Search code examples
rsparse-matrixsparse-file

Build bigsparser::SFBM matrix iteratively


I wish to build a matrix with 10^7 columns and 2500 rows. Since this is too large for my computer, I thought I could create the matrix iteratively. I would like to use the bigsparser package for storing the matrix on disk.

Here is how I create the first matrix:

library(bigsparser)
library(data.table)
library(Matrix)
nvars <- 10000000  # columns
ncons <- 10        # rows
n_nonzero <- round(0.02*nvars*ncons) # approximate, there may be actually less values
set.seed(13)

# the first table
Amat <- data.frame(
    i=sample.int(ncons, n_nonzero, replace=TRUE),
    j=sample.int(nvars, n_nonzero, replace=TRUE),
    x=runif(n_nonzero)
)
setDT(Amat)
Amat <- unique(Amat, by=c("i", "j"))
AmatSparse <- sparseMatrix(
    i=Amat[,get("i")], j=Amat[,get("j")], x=Amat[,get("x")],
    dims=c(2500, 10^7L)
)
AmatSFBM <- as_SFBM(AmatSparse, backingfile="sparsemat", compact = FALSE)

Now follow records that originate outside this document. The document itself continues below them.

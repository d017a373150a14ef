//! Output sinks: where merged console lines go for display.
//!
//! Sinks are deliberately infallible; a broken terminal must never take the
//! supervised process down with it.

use std::sync::Mutex;

use owo_colors::OwoColorize;

use stackwatch_core::classify::{BracketedLine, Severity};
use stackwatch_core::OutputLine;

pub trait OutputSink: Send + Sync {
	fn write_line(&self, line: &OutputLine);
}

/// Prints lines to the terminal, colored by the severity parsed from the
/// bracketed grammar when present. stderr lines go to stderr.
pub struct ConsoleSink;

impl OutputSink for ConsoleSink {
	fn write_line(&self, line: &OutputLine) {
		let Some(text) = line.text.as_deref() else { return };
		let severity = BracketedLine::parse(text)
			.map(|parsed| parsed.severity())
			.unwrap_or(Severity::Info);

		if line.is_error {
			match severity {
				Severity::Error => eprintln!("{}", text.red()),
				Severity::Warning => eprintln!("{}", text.yellow()),
				Severity::Debug => eprintln!("{}", text.dimmed()),
				Severity::Info => eprintln!("{}", text),
			}
		} else {
			match severity {
				Severity::Error => println!("{}", text.red()),
				Severity::Warning => println!("{}", text.yellow()),
				Severity::Debug => println!("{}", text.dimmed()),
				Severity::Info => println!("{}", text),
			}
		}
	}
}

/// Discards everything.
pub struct NullSink;

impl OutputSink for NullSink {
	fn write_line(&self, _line: &OutputLine) {}
}

/// Buffers every line; used by tests to assert pass-through behavior.
#[derive(Default)]
pub struct MemorySink {
	lines: Mutex<Vec<OutputLine>>,
}

impl MemorySink {
	pub fn new() -> Self {
		Self::default()
	}

	pub fn snapshot(&self) -> Vec<OutputLine> {
		self.lines.lock().expect("sink lock").clone()
	}
}

impl OutputSink for MemorySink {
	fn write_line(&self, line: &OutputLine) {
		self.lines.lock().expect("sink lock").push(line.clone());
	}
}

#[cfg(test)]
mod tests {
	use super::*;

	#[test]
	fn memory_sink_buffers_lines() {
		let sink = MemorySink::new();
		sink.write_line(&OutputLine::stdout("a"));
		sink.write_line(&OutputLine::stderr("b"));
		let lines = sink.snapshot();
		assert_eq!(lines.len(), 2);
		assert!(!lines[0].is_error);
		assert!(lines[1].is_error);
	}

	#[test]
	fn null_text_is_ignored_by_console_sink() {
		// a None text is a benign flush signal, never printed or an error
		ConsoleSink.write_line(&OutputLine { is_error: false, text: None });
	}
}
//! Console-line recognition.
//!
//! Two product grammars turn raw log lines into [`ClassifiedEvent`]s: the
//! bracketed grammar of the JVM server log and the free-text grammar of the
//! Node server. Both are pure and keep no state across lines, so they are
//! safe to run at full log rate on whatever task delivers the output.

use regex::Regex;
use std::sync::LazyLock;

use crate::types::ClassifiedEvent;

/// One raw line in, at most one recognized event out.
pub trait LineClassifier: Send + Sync {
	fn classify(&self, line: &str) -> Option<ClassifiedEvent>;
}

static BRACKETED: LazyLock<Regex> = LazyLock::new(|| {
	Regex::new(r"^\[([^\]]+)\]\[([^\]]+)\]\[([^\]]+)\]\s*\[([^\]]+)\]\s?(.*)$")
		.expect("bracketed line regex")
});

static NODE_IDENTITY: LazyLock<Regex> = LazyLock::new(|| {
	Regex::new(r"version\[([^\[\]]+)\](?:.*?pid\[(\d+)\])?").expect("node identity regex")
});

static PUBLISH_ADDRESS: LazyLock<Regex> =
	LazyLock::new(|| Regex::new(r"publish_address\s*\{([^}]+)\}").expect("publish address regex"));

static SERVER_RUNNING: LazyLock<Regex> = LazyLock::new(|| {
	Regex::new(r"Server running at https?://([^:/\s]+)(?::(\d*))?").expect("server running regex")
});

/// Display severity derived from the bracketed grammar's level field.
#[derive(Debug, Clone, Copy, PartialEq, Eq)]
pub enum Severity {
	Error,
	Warning,
	Debug,
	Info,
}

impl Severity {
	pub fn from_level(level: &str) -> Self {
		match level.trim() {
			"ERROR" | "FATAL" => Severity::Error,
			"WARN" => Severity::Warning,
			"DEBUG" | "TRACE" => Severity::Debug,
			_ => Severity::Info,
		}
	}
}

/// A bracketed log line split into its fields, for display purposes.
///
/// Format: `[date][LEVEL ][section] [node] message`, with level and section
/// padded by the producer. Fields come back trimmed.
#[derive(Debug, Clone, PartialEq, Eq)]
pub struct BracketedLine {
	pub date: String,
	pub level: String,
	pub section: String,
	pub node: String,
	pub message: String,
}

impl BracketedLine {
	pub fn parse(line: &str) -> Option<Self> {
		let caps = BRACKETED.captures(line)?;
		Some(Self {
			date: caps[1].trim().to_string(),
			level: caps[2].trim().to_string(),
			section: caps[3].trim().to_string(),
			node: caps[4].trim().to_string(),
			message: caps[5].trim().to_string(),
		})
	}

	pub fn severity(&self) -> Severity {
		Severity::from_level(&self.level)
	}
}

/// Grammar of the JVM server: bracketed header, then one of three message
/// sub-patterns checked in priority order. First match wins; anything else
/// is unrecognized.
#[derive(Debug, Clone, Copy, Default)]
pub struct BracketedLogClassifier;

impl LineClassifier for BracketedLogClassifier {
	fn classify(&self, line: &str) -> Option<ClassifiedEvent> {
		let parsed = BracketedLine::parse(line)?;
		let message = parsed.message.as_str();

		if let Some(caps) = NODE_IDENTITY.captures(message) {
			let version = caps[1].to_string();
			let pid = caps.get(2).and_then(|m| m.as_str().parse().ok());
			return Some(ClassifiedEvent::NodeIdentity { version, pid });
		}

		if let Some(caps) = PUBLISH_ADDRESS.captures(message) {
			let (host, port) = parse_publish_address(&caps[1]);
			return Some(ClassifiedEvent::ListeningAddress { host, port });
		}

		if message == "started" {
			return Some(ClassifiedEvent::Started { host: None, port: None });
		}

		None
	}
}

/// Grammar of the Node server: a single `Server running at <url>` line is
/// simultaneously the started confirmation and the address announcement.
#[derive(Debug, Clone, Copy, Default)]
pub struct FreeTextClassifier;

impl LineClassifier for FreeTextClassifier {
	fn classify(&self, line: &str) -> Option<ClassifiedEvent> {
		let caps = SERVER_RUNNING.captures(line)?;
		let host = Some(caps[1].to_string());
		let port = caps.get(2).and_then(|m| m.as_str().parse().ok());
		Some(ClassifiedEvent::Started { host, port })
	}
}

/// Split an announced bind address into host and port. Handles both the
/// plain `127.0.0.1:9200` form and the wrapped `inet[/127.0.0.1:9200]` one.
fn parse_publish_address(addr: &str) -> (Option<String>, Option<u16>) {
	let addr = addr.trim().trim_end_matches(']');
	let addr = addr.rsplit('/').next().unwrap_or(addr);
	match addr.rsplit_once(':') {
		Some((host, port)) => {
			let host = if host.is_empty() { None } else { Some(host.to_string()) };
			(host, port.parse().ok())
		}
		None => {
			let host = if addr.is_empty() { None } else { Some(addr.to_string()) };
			(host, None)
		}
	}
}
//! # stackwatch-core
//!
//! Shared types for the stackwatch process supervisor: launch specifications,
//! output lines, lifecycle states, exit outcomes, the console-line grammars
//! that recognize server startup signals, and supervisor configuration.
//!
//! Everything here is synchronous and side-effect free; the async machinery
//! lives in the `stackwatch` crate.

pub mod classify;
pub mod config;
pub mod error;
pub mod types;

pub use classify::{BracketedLogClassifier, FreeTextClassifier, LineClassifier, Severity};
pub use config::{SupervisorConfig, TimeoutPolicy};
pub use error::{Error, Result};
pub use types::*;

As you can see, I know the dimensions of the final matrix beforehand and have set it accordingly.

Now I want to add some rows, like that:

for (iter in 2:250) {
    Amat <- data.frame(
        i=sample.int(ncons, n_nonzero, replace=TRUE),
        j=sample.int(nvars, n_nonzero, replace=TRUE),
        x=runif(n_nonzero)
    )
    setDT(Amat)
    Amat <- unique(Amat, by=c("i", "j"))
    Amat[,i:=i+(iter-1)*500]

    # this does not work:
    AmatSFBM[Amat[,get("i")], Amat[,get("j")]] <- Amat[,get("x")]
}

However, the ]<- operator seems not to work for SFBM objects.

Is there any way to build a SFBM object other than as_SFBM from a sparse matrix? For example,

  • can I add two SFBM objects of the same dimensions
  • can I create a SFBM object from a CSV file or similar?

Both would be fine.


Solution

  • The SFBM class has a method $add_columns()⁠ which you can use to iteratively grow your matrix. Generally, when you are memory constrained, it is a good idea to avoid unnecessary intermediate assignments. In the following piece of code I first write a function to generate the component sparse matrices. Then I create a starting matrix and finally iteratively add the component matrices. I've limited it to 9 iterations for this example, but you can just set it to 249 to get your full matrix.

    library(bigsparser)
    library(data.table)
    library(Matrix)
    
    set.seed(13)
    
    # Function to generate component matrix
    generate_sparse_mat <- \(nrow = 2500, ncol = 40000, n_nonzero = round(0.02*nrow*ncol)) {
      data.table(
        i = sample.int(nrow, n_nonzero, replace = TRUE),
        j = sample.int(ncol, n_nonzero, replace = TRUE),
        x = runif(n_nonzero)
      ) |>
        unique(by = c("i", "j")) |>
        as.list() |>
        c(dims = list(c(nrow, ncol))) |>
        do.call(what = sparseMatrix)
    }
    
    # Starting matrix
    mat <- generate_sparse_mat() |> 
      as_SFBM(compact = FALSE)
    
    # Iteratively add colums
    for (k in seq_len(9)) mat$add_columns(generate_sparse_mat(), offset_i = 0)
    
    mat
    #> A Sparse Filebacked Big Matrix with 2500 rows and 400000 columns.